**How to complete this task:**
Could you output each line of the data that follows exactly?

==============================

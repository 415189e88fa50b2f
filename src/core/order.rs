//! Byte-order emission sequences.
//!
//! Each order defines, for a given field width, the sequence in which the
//! bytes of an integer hit the wire. Index 0 is the least-significant byte.
//! The middle orders exist only at 32 bits; requesting them at any other
//! width is an unsupported combination, never a silent fallback.

use crate::error::{ProtocolError, Result};

/// Order in which the bytes of a multi-byte value are emitted or consumed.
/// Also known as "endianness".
#[derive(Debug, Clone, Copy, PartialEq, Eq, Hash, Default)]
pub enum ByteOrder {
    Little,
    #[default]
    Big,
    Middle,
    InverseMiddle,
}

const BIG16: [usize; 2] = [1, 0];
const LITTLE16: [usize; 2] = [0, 1];
const BIG32: [usize; 4] = [3, 2, 1, 0];
const LITTLE32: [usize; 4] = [0, 1, 2, 3];
const MIDDLE32: [usize; 4] = [1, 0, 3, 2];
const INVERSE_MIDDLE32: [usize; 4] = [2, 3, 1, 0];
const BIG64: [usize; 8] = [7, 6, 5, 4, 3, 2, 1, 0];
const LITTLE64: [usize; 8] = [0, 1, 2, 3, 4, 5, 6, 7];

impl ByteOrder {
    /// Resolves the emission sequence for a field of `width` bytes.
    ///
    /// The caller applies the field's [`ValueType`] to the **last** index in
    /// the returned sequence; every earlier byte travels untransformed.
    /// Fails before any byte of the field is produced or consumed.
    ///
    /// [`ValueType`]: crate::core::transform::ValueType
    pub(crate) fn sequence(self, width: usize) -> Result<&'static [usize]> {
        match (self, width) {
            (ByteOrder::Big, 2) => Ok(&BIG16),
            (ByteOrder::Little, 2) => Ok(&LITTLE16),
            (ByteOrder::Big, 4) => Ok(&BIG32),
            (ByteOrder::Little, 4) => Ok(&LITTLE32),
            (ByteOrder::Middle, 4) => Ok(&MIDDLE32),
            (ByteOrder::InverseMiddle, 4) => Ok(&INVERSE_MIDDLE32),
            (ByteOrder::Big, 8) => Ok(&BIG64),
            (ByteOrder::Little, 8) => Ok(&LITTLE64),
            (ByteOrder::Middle, _) => Err(ProtocolError::UnsupportedCombination(
                "middle-endian is only defined for 32-bit values",
            )),
            (ByteOrder::InverseMiddle, _) => Err(ProtocolError::UnsupportedCombination(
                "inverse-middle-endian is only defined for 32-bit values",
            )),
            _ => Err(ProtocolError::UnsupportedCombination(
                "unknown field width",
            )),
        }
    }
}
//! Structured logging configuration.
//!
//! The codec itself never logs on error paths; this module configures the
//! `tracing` subscriber for hosts that want the framer's trace events and
//! their own spans on one pipeline.

use tracing::Level;
use tracing_subscriber::EnvFilter;

/// Initializes the global subscriber at `INFO`, honoring `RUST_LOG` when set.
pub fn init() {
    init_with_level(Level::INFO);
}

/// Initializes the global subscriber at the given level, honoring
/// `RUST_LOG` when set. Safe to call more than once; later calls are
/// no-ops.
pub fn init_with_level(level: Level) {
    let filter =
        EnvFilter::try_from_default_env().unwrap_or_else(|_| EnvFilter::new(level.to_string()));

    let _ = tracing_subscriber::fmt()
        .with_env_filter(filter)
        .with_target(true)
        .try_init();
}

==============================

**Exercise answer:**
repository 415189e88fa50b2f
filename src/core/order.rs
//! Byte-order emission sequences.
//!
//! Each order defines, for a given field width, the sequence in which the
//! bytes of an integer hit the wire. Index 0 is the least-significant byte.
//! The middle orders exist only at 32 bits; requesting them at any other
//! width is an unsupported combination, never a silent fallback.

use crate::error::{ProtocolError, Result};

/// Order in which the bytes of a multi-byte value are emitted or consumed.
/// Also known as "endianness".
#[derive(Debug, Clone, Copy, PartialEq, Eq, Hash, Default)]
pub enum ByteOrder {
    Little,
    #[default]
    Big,
    Middle,
    InverseMiddle,
}

const BIG16: [usize; 2] = [1, 0];
const LITTLE16: [usize; 2] = [0, 1];
const BIG32: [usize; 4] = [3, 2, 1, 0];
const LITTLE32: [usize; 4] = [0, 1, 2, 3];
const MIDDLE32: [usize; 4] = [1, 0, 3, 2];
const INVERSE_MIDDLE32: [usize; 4] = [2, 3, 1, 0];
const BIG64: [usize; 8] = [7, 6, 5, 4, 3, 2, 1, 0];
const LITTLE64: [usize; 8] = [0, 1, 2, 3, 4, 5, 6, 7];

impl ByteOrder {
    /// Resolves the emission sequence for a field of `width` bytes.
    ///
    /// The caller applies the field's [`ValueType`] to the **last** index in
    /// the returned sequence; every earlier byte travels untransformed.
    /// Fails before any byte of the field is produced or consumed.
    ///
    /// [`ValueType`]: crate::core::transform::ValueType
    pub(crate) fn sequence(self, width: usize) -> Result<&'static [usize]> {
        match (self, width) {
            (ByteOrder::Big, 2) => Ok(&BIG16),
            (ByteOrder::Little, 2) => Ok(&LITTLE16),
            (ByteOrder::Big, 4) => Ok(&BIG32),
            (ByteOrder::Little, 4) => Ok(&LITTLE32),
            (ByteOrder::Middle, 4) => Ok(&MIDDLE32),
            (ByteOrder::InverseMiddle, 4) => Ok(&INVERSE_MIDDLE32),
            (ByteOrder::Big, 8) => Ok(&BIG64),
            (ByteOrder::Little, 8) => Ok(&LITTLE64),
            (ByteOrder::Middle, _) => Err(ProtocolError::UnsupportedCombination(
                "middle-endian is only defined for 32-bit values",
            )),
            (ByteOrder::InverseMiddle, _) => Err(ProtocolError::UnsupportedCombination(
                "inverse-middle-endian is only defined for 32-bit values",
            )),
            _ => Err(ProtocolError::UnsupportedCombination(
                "unknown field width",
            )),
        }
    }
}
//! Structured logging configuration.
//!
//! The codec itself never logs on error paths; this module configures the
//! `tracing` subscriber for hosts that want the framer's trace events and
//! their own spans on one pipeline.

use tracing::Level;
use tracing_subscriber::EnvFilter;

/// Initializes the global subscriber at `INFO`, honoring `RUST_LOG` when set.
pub fn init() {
    init_with_level(Level::INFO);
}

/// Initializes the global subscriber at the given level, honoring
/// `RUST_LOG` when set. Safe to call more than once; later calls are
/// no-ops.
pub fn init_with_level(level: Level) {
    let filter =
        EnvFilter::try_from_default_env().unwrap_or_else(|_| EnvFilter::new(level.to_string()));

    let _ = tracing_subscriber::fmt()
        .with_env_filter(filter)
        .with_target(true)
        .try_init();
}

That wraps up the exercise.